O PT a caminho da social-democracia: um texto de 2003 (PRA)

Um texto do começo do governo Lula, de outubro de 2003, no qual eu anunciava a conversão não reconhecida do PT a uma social-democracia envergonhada. Interessante seria comparar meus conceitos da época com as realidades posteriores.
Publicado na revista Achegas (Rio de Janeiro, n. 15, jan. 2004) 
http://www.achegas.net/numero/quinze/pralmeida_15.htm


A LONGA MARCHA DO PT PARA A SOCIAL-DEMOCRACIA*
  
Paulo Roberto de Almeida**

O PT, quem diria?, acabou na social-democracia.

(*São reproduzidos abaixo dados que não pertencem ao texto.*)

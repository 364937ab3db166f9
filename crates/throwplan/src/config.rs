//! Configuration types for diagram rendering.
//!
//! This module provides configuration structures that control how diagrams
//! are rasterized and styled. All types implement [`serde::Deserialize`] for
//! flexible loading from external sources.
//!
//! # Overview
//!
//! - [`AppConfig`] - Top-level application configuration combining render and style settings.
//! - [`RenderConfig`] - Controls bitmap sizing: feet-to-pixel scale, margins, font sizes.
//! - [`StyleConfig`] - Controls colors for the background, the surface, and the image.
//!
//! # Example
//!
//! ```
//! # use throwplan::config::AppConfig;
//! // Use default configuration
//! let config = AppConfig::default();
//! assert!(config.style().surface_color().is_ok());
//! ```

use plotters::style::RGBColor;
use serde::Deserialize;

use throwplan_core::InvalidInput;

/// Top-level application configuration combining render and style settings.
#[derive(Debug, Clone, Default, Deserialize)]
pub struct AppConfig {
    /// Render configuration section.
    #[serde(default)]
    render: RenderConfig,

    /// Style configuration section.
    #[serde(default)]
    style: StyleConfig,
}

impl AppConfig {
    /// Creates a new [`AppConfig`] with the specified render and style
    /// configurations.
    pub fn new(render: RenderConfig, style: StyleConfig) -> Self {
        Self { render, style }
    }

    /// Returns the render configuration.
    pub fn render(&self) -> &RenderConfig {
        &self.render
    }

    /// Returns the style configuration.
    pub fn style(&self) -> &StyleConfig {
        &self.style
    }
}

/// Bitmap sizing configuration.
///
/// The bitmap is sized from the diagram's view bounds at `scale` pixels per
/// foot, which keeps the plotting area at a 1:1 unit aspect regardless of
/// surface proportions. The default scale yields print-class output for
/// room-sized surfaces.
#[derive(Debug, Clone, Deserialize)]
pub struct RenderConfig {
    /// Pixels per foot of diagram space.
    #[serde(default = "default_scale")]
    scale: u32,

    /// Pixel margin around the plotting area.
    #[serde(default = "default_margin")]
    margin: u32,

    /// Title font size in pixels.
    #[serde(default = "default_title_size")]
    title_size: u32,

    /// Dimension-label font size in pixels.
    #[serde(default = "default_label_size")]
    label_size: u32,
}

fn default_scale() -> u32 {
    72
}

fn default_margin() -> u32 {
    30
}

fn default_title_size() -> u32 {
    42
}

fn default_label_size() -> u32 {
    24
}

impl Default for RenderConfig {
    fn default() -> Self {
        Self {
            scale: default_scale(),
            margin: default_margin(),
            title_size: default_title_size(),
            label_size: default_label_size(),
        }
    }
}

impl RenderConfig {
    /// Returns the feet-to-pixel scale.
    pub fn scale(&self) -> u32 {
        self.scale
    }

    /// Returns the pixel margin around the plotting area.
    pub fn margin(&self) -> u32 {
        self.margin
    }

    /// Returns the title font size in pixels.
    pub fn title_size(&self) -> u32 {
        self.title_size
    }

    /// Returns the dimension-label font size in pixels.
    pub fn label_size(&self) -> u32 {
        self.label_size
    }
}

/// Visual styling configuration for rendered diagrams.
///
/// Colors are `#rrggbb` strings. Fields that are not set fall back to the
/// defaults: white background, black surface outline, blue image outline.
#[derive(Debug, Default, Clone, Deserialize)]
pub struct StyleConfig {
    /// Background color of the whole bitmap.
    #[serde(default)]
    background_color: Option<String>,

    /// Outline and label color for the surface rectangle.
    #[serde(default)]
    surface_color: Option<String>,

    /// Outline and label color for the projected-image rectangle.
    #[serde(default)]
    image_color: Option<String>,
}

impl StyleConfig {
    /// Returns the parsed background color (default white).
    ///
    /// # Errors
    ///
    /// Returns [`InvalidInput::InvalidColor`] if the configured string is
    /// not a `#rrggbb` value.
    pub fn background_color(&self) -> Result<RGBColor, InvalidInput> {
        parse_color(
            "style.background_color",
            self.background_color.as_deref(),
            RGBColor(255, 255, 255),
        )
    }

    /// Returns the parsed surface color (default black).
    ///
    /// # Errors
    ///
    /// Returns [`InvalidInput::InvalidColor`] if the configured string is
    /// not a `#rrggbb` value.
    pub fn surface_color(&self) -> Result<RGBColor, InvalidInput> {
        parse_color(
            "style.surface_color",
            self.surface_color.as_deref(),
            RGBColor(0, 0, 0),
        )
    }

    /// Returns the parsed image color (default blue).
    ///
    /// # Errors
    ///
    /// Returns [`InvalidInput::InvalidColor`] if the configured string is
    /// not a `#rrggbb` value.
    pub fn image_color(&self) -> Result<RGBColor, InvalidInput> {
        parse_color(
            "style.image_color",
            self.image_color.as_deref(),
            RGBColor(0, 0, 255),
        )
    }
}

fn parse_color(
    field: &'static str,
    configured: Option<&str>,
    default: RGBColor,
) -> Result<RGBColor, InvalidInput> {
    let Some(value) = configured else {
        return Ok(default);
    };

    let invalid = || InvalidInput::InvalidColor {
        field,
        input: value.to_string(),
    };

    let hex = value.strip_prefix('#').ok_or_else(invalid)?;
    if hex.len() != 6 || !hex.is_ascii() {
        return Err(invalid());
    }

    let channel = |range: std::ops::Range<usize>| {
        u8::from_str_radix(&hex[range], 16).map_err(|_| invalid())
    };

    Ok(RGBColor(channel(0..2)?, channel(2..4)?, channel(4..6)?))
}

#[cfg(test)]
mod tests {
    use super::*;

    #[test]
    fn test_default_colors() {
        let style = StyleConfig::default();
        assert_eq!(style.background_color().unwrap(), RGBColor(255, 255, 255));
        assert_eq!(style.surface_color().unwrap(), RGBColor(0, 0, 0));
        assert_eq!(style.image_color().unwrap(), RGBColor(0, 0, 255));
    }

    #[test]
    fn test_configured_color_parses() {
        let style = StyleConfig {
            surface_color: Some("#22313f".to_string()),
            ..StyleConfig::default()
        };
        assert_eq!(style.surface_color().unwrap(), RGBColor(0x22, 0x31, 0x3f));
    }

    #[test]
    fn test_invalid_color_names_the_field() {
        let style = StyleConfig {
            image_color: Some("navy".to_string()),
            ..StyleConfig::default()
        };
        let err = style.image_color().unwrap_err();
        assert!(err.to_string().contains("style.image_color"));

        let style = StyleConfig {
            image_color: Some("#12345".to_string()),
            ..StyleConfig::default()
        };
        assert!(style.image_color().is_err());
    }

    #[test]
    fn test_render_defaults() {
        let render = RenderConfig::default();
        assert_eq!(render.scale(), 72);
        assert!(render.margin() > 0);
    }
}
//! Application layer: sessions and services
//!
//! This layer orchestrates domain logic and depends on I/O boundary traits.

pub mod error;
pub mod error_ext;
pub mod services;
pub mod session;

pub use error::{ApplicationError, ApplicationResult};
pub use error_ext::TransportResultExt;
pub use session::{EditMode, EditSession};
//! Blocking reqwest implementation of [`HttpTransport`].

use std::time::Duration;

use reqwest::blocking::{Client, RequestBuilder};
use reqwest::header::COOKIE;
use serde_json::Value;
use tracing::{debug, instrument};

use crate::config::Settings;
use crate::infrastructure::error::{InfraError, InfraResult, TransportError};
use crate::infrastructure::traits::HttpTransport;

/// Talks to the admin backend over HTTP.
#[derive(Debug)]
pub struct ReqwestTransport {
    client: Client,
    base_url: String,
    cookie: Option<String>,
}

impl ReqwestTransport {
    pub fn new(
        base_url: impl Into<String>,
        cookie: Option<String>,
        timeout: Duration,
    ) -> InfraResult<Self> {
        let client = Client::builder()
            .timeout(timeout)
            .build()
            .map_err(|e| TransportError::Request {
                url: "<client>".into(),
                source: e,
            })?;
        Ok(Self {
            client,
            base_url: base_url.into(),
            cookie,
        })
    }

    pub fn from_settings(settings: &Settings) -> InfraResult<Self> {
        let cookie = settings
            .session_cookie_value()
            .map_err(InfraError::Application)?;
        Self::new(
            settings.base_url.clone(),
            cookie,
            Duration::from_secs(settings.timeout_secs),
        )
    }

    fn url(&self, path: &str) -> String {
        format!("{}{}", self.base_url.trim_end_matches('/'), path)
    }

    fn send(&self, request: RequestBuilder, url: &str) -> Result<Value, TransportError> {
        let request = match &self.cookie {
            Some(cookie) => request.header(COOKIE, cookie),
            None => request,
        };
        let request_err = |source: reqwest::Error| TransportError::Request {
            url: url.to_string(),
            source,
        };

        let response = request.send().map_err(request_err)?;
        let status = response.status();
        debug!("{} -> {}", url, status);
        let response = response.error_for_status().map_err(request_err)?;
        response.json::<Value>().map_err(request_err)
    }
}

impl HttpTransport for ReqwestTransport {
    #[instrument(level = "debug", skip(self))]
    fn get(&self, path: &str, query: &[(&str, String)]) -> Result<Value, TransportError> {
        let url = self.url(path);
        self.send(self.client.get(&url).query(query), &url)
    }

    #[instrument(level = "debug", skip(self, body))]
    fn post(&self, path: &str, body: &Value) -> Result<Value, TransportError> {
        let url = self.url(path);
        self.send(self.client.post(&url).json(body), &url)
    }
}
//! Read-only structural queries over a condition tree.

use std::collections::BTreeMap;

use chrono::NaiveDateTime;
use tracing::instrument;

use crate::domain::entities::{CondNode, LeafKind, LeafNode, NodeId, TimeRange};

/// Pre-order, left-to-right traversal.
pub struct NodeIter<'a> {
    stack: Vec<&'a CondNode>,
}

impl<'a> Iterator for NodeIter<'a> {
    type Item = &'a CondNode;

    fn next(&mut self) -> Option<Self::Item> {
        let current = self.stack.pop()?;
        // Push children in reverse order for left-to-right traversal
        self.stack.extend(current.children().iter().rev());
        Some(current)
    }
}

pub fn iter(root: &CondNode) -> NodeIter<'_> {
    NodeIter { stack: vec![root] }
}

pub fn leaves(root: &CondNode) -> impl Iterator<Item = &LeafNode> {
    iter(root).filter_map(CondNode::as_leaf)
}

/// True if any leaf in the subtree has `kind`. Groups never match directly.
#[instrument(level = "trace", skip(root))]
pub fn has_kind(root: &CondNode, kind: LeafKind) -> bool {
    leaves(root).any(|leaf| leaf.kind == kind)
}

pub fn find(root: &CondNode, id: NodeId) -> Option<&CondNode> {
    iter(root).find(|node| node.id() == id)
}

pub fn find_mut(node: &mut CondNode, id: NodeId) -> Option<&mut CondNode> {
    if node.id() == id {
        return Some(node);
    }
    match node {
        CondNode::Group(group) => group
            .children
            .iter_mut()
            .find_map(|child| find_mut(child, id)),
        CondNode::Leaf(_) => None,
    }
}

/// Equality ignoring node ids.
pub fn structural_eq(a: &CondNode, b: &CondNode) -> bool {
    match (a, b) {
        (CondNode::Group(x), CondNode::Group(y)) => {
            x.kind == y.kind
                && x.children.len() == y.children.len()
                && x
                    .children
                    .iter()
                    .zip(&y.children)
                    .all(|(l, r)| structural_eq(l, r))
        }
        (CondNode::Leaf(x), CondNode::Leaf(y)) => {
            x.kind == y.kind
                && x.time_range == y.time_range
                && x.aggregation == y.aggregation
                && x.threshold == y.threshold
                && x.gift_ref == y.gift_ref
                && x.guard_levels == y.guard_levels
        }
        _ => false,
    }
}

/// Latest leaf end time. The backend evaluates a campaign only after it.
pub fn latest_end_time(root: &CondNode) -> Option<NaiveDateTime> {
    leaves(root).map(|leaf| leaf.time_range.end).max()
}

/// Per condition kind, the window covering every leaf of that kind.
///
/// This is the span of activity history the backend has to scan.
pub fn kind_windows(root: &CondNode) -> BTreeMap<LeafKind, TimeRange> {
    let mut windows: BTreeMap<LeafKind, TimeRange> = BTreeMap::new();
    for leaf in leaves(root) {
        windows
            .entry(leaf.kind)
            .and_modify(|window| *window = window.union(&leaf.time_range))
            .or_insert(leaf.time_range);
    }
    windows
}

pub fn leaf_count(root: &CondNode) -> usize {
    leaves(root).count()
}

pub fn depth(node: &CondNode) -> usize {
    1 + node.children().iter().map(depth).max().unwrap_or(0)
}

Pois é, depois de anos e anos criticando a própria (ou seja, os herdeiros da Segunda Internacional), recusando qualquer aproximação com seus herdeiros heterodoxos da Terceira Via, depois de denegrir, por anos a fio, a opção daqueles grupos, partidos ou personalidades que já tinha feito, consciente e voluntariamente, o caminho para o reformismo democrático e para a administração sensata do capitalismo realmente existente, o PT, por sua vez e finalmente, se junta ao cordão dos convertidos, pelo menos em intenção e de forma meio encabulada.

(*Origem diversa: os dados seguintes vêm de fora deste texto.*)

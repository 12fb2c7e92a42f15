//! Error conversion helpers for backend requests
//!
//! Provides extension traits for cleaner error handling with request context.

use crate::application::{ApplicationError, ApplicationResult};
use crate::infrastructure::TransportError;

/// Extension trait for converting transport results to `ApplicationResult` with context.
pub trait TransportResultExt<T> {
    /// Add request context to a transport error.
    ///
    /// # Example
    /// ```ignore
    /// api.get(DETAIL_PATH, &query)
    ///     .with_request_context("load campaign", DETAIL_PATH)?;
    /// ```
    fn with_request_context(self, action: &str, path: &str) -> ApplicationResult<T>;
}

impl<T> TransportResultExt<T> for Result<T, TransportError> {
    fn with_request_context(self, action: &str, path: &str) -> ApplicationResult<T> {
        self.map_err(|e| match e {
            TransportError::NotAuthenticated { code } => ApplicationError::NotAuthenticated { code },
            other => ApplicationError::OperationFailed {
                context: format!("{}: {}", action, path),
                source: Box::new(other),
            },
        })
    }
}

Com efeito, o processo de adesão do PT – ou, pelo menos, de algumas de suas lideranças mais importantes – aos preceitos e princípios do reformismo moderado e do realismo econômico tem tudo para aparecer, até agora, como sendo uma conversão inconfessada e envergonhada. Isto foi feito provavelmente para não provocar a ira das hostes de true believers e de seguidores “religiosos” de um partido que fez do radicalismo naïf sua marca registrada durante a maior parte de uma trajetória política extremamente bem sucedida, para os padrões brasileiros, em termos de desempenho eleitoral e alcance social. O PT ficou devendo à sociedade, portanto, uma explicação e uma justificação desse não tão tresloucado gesto, muito pelo contrário.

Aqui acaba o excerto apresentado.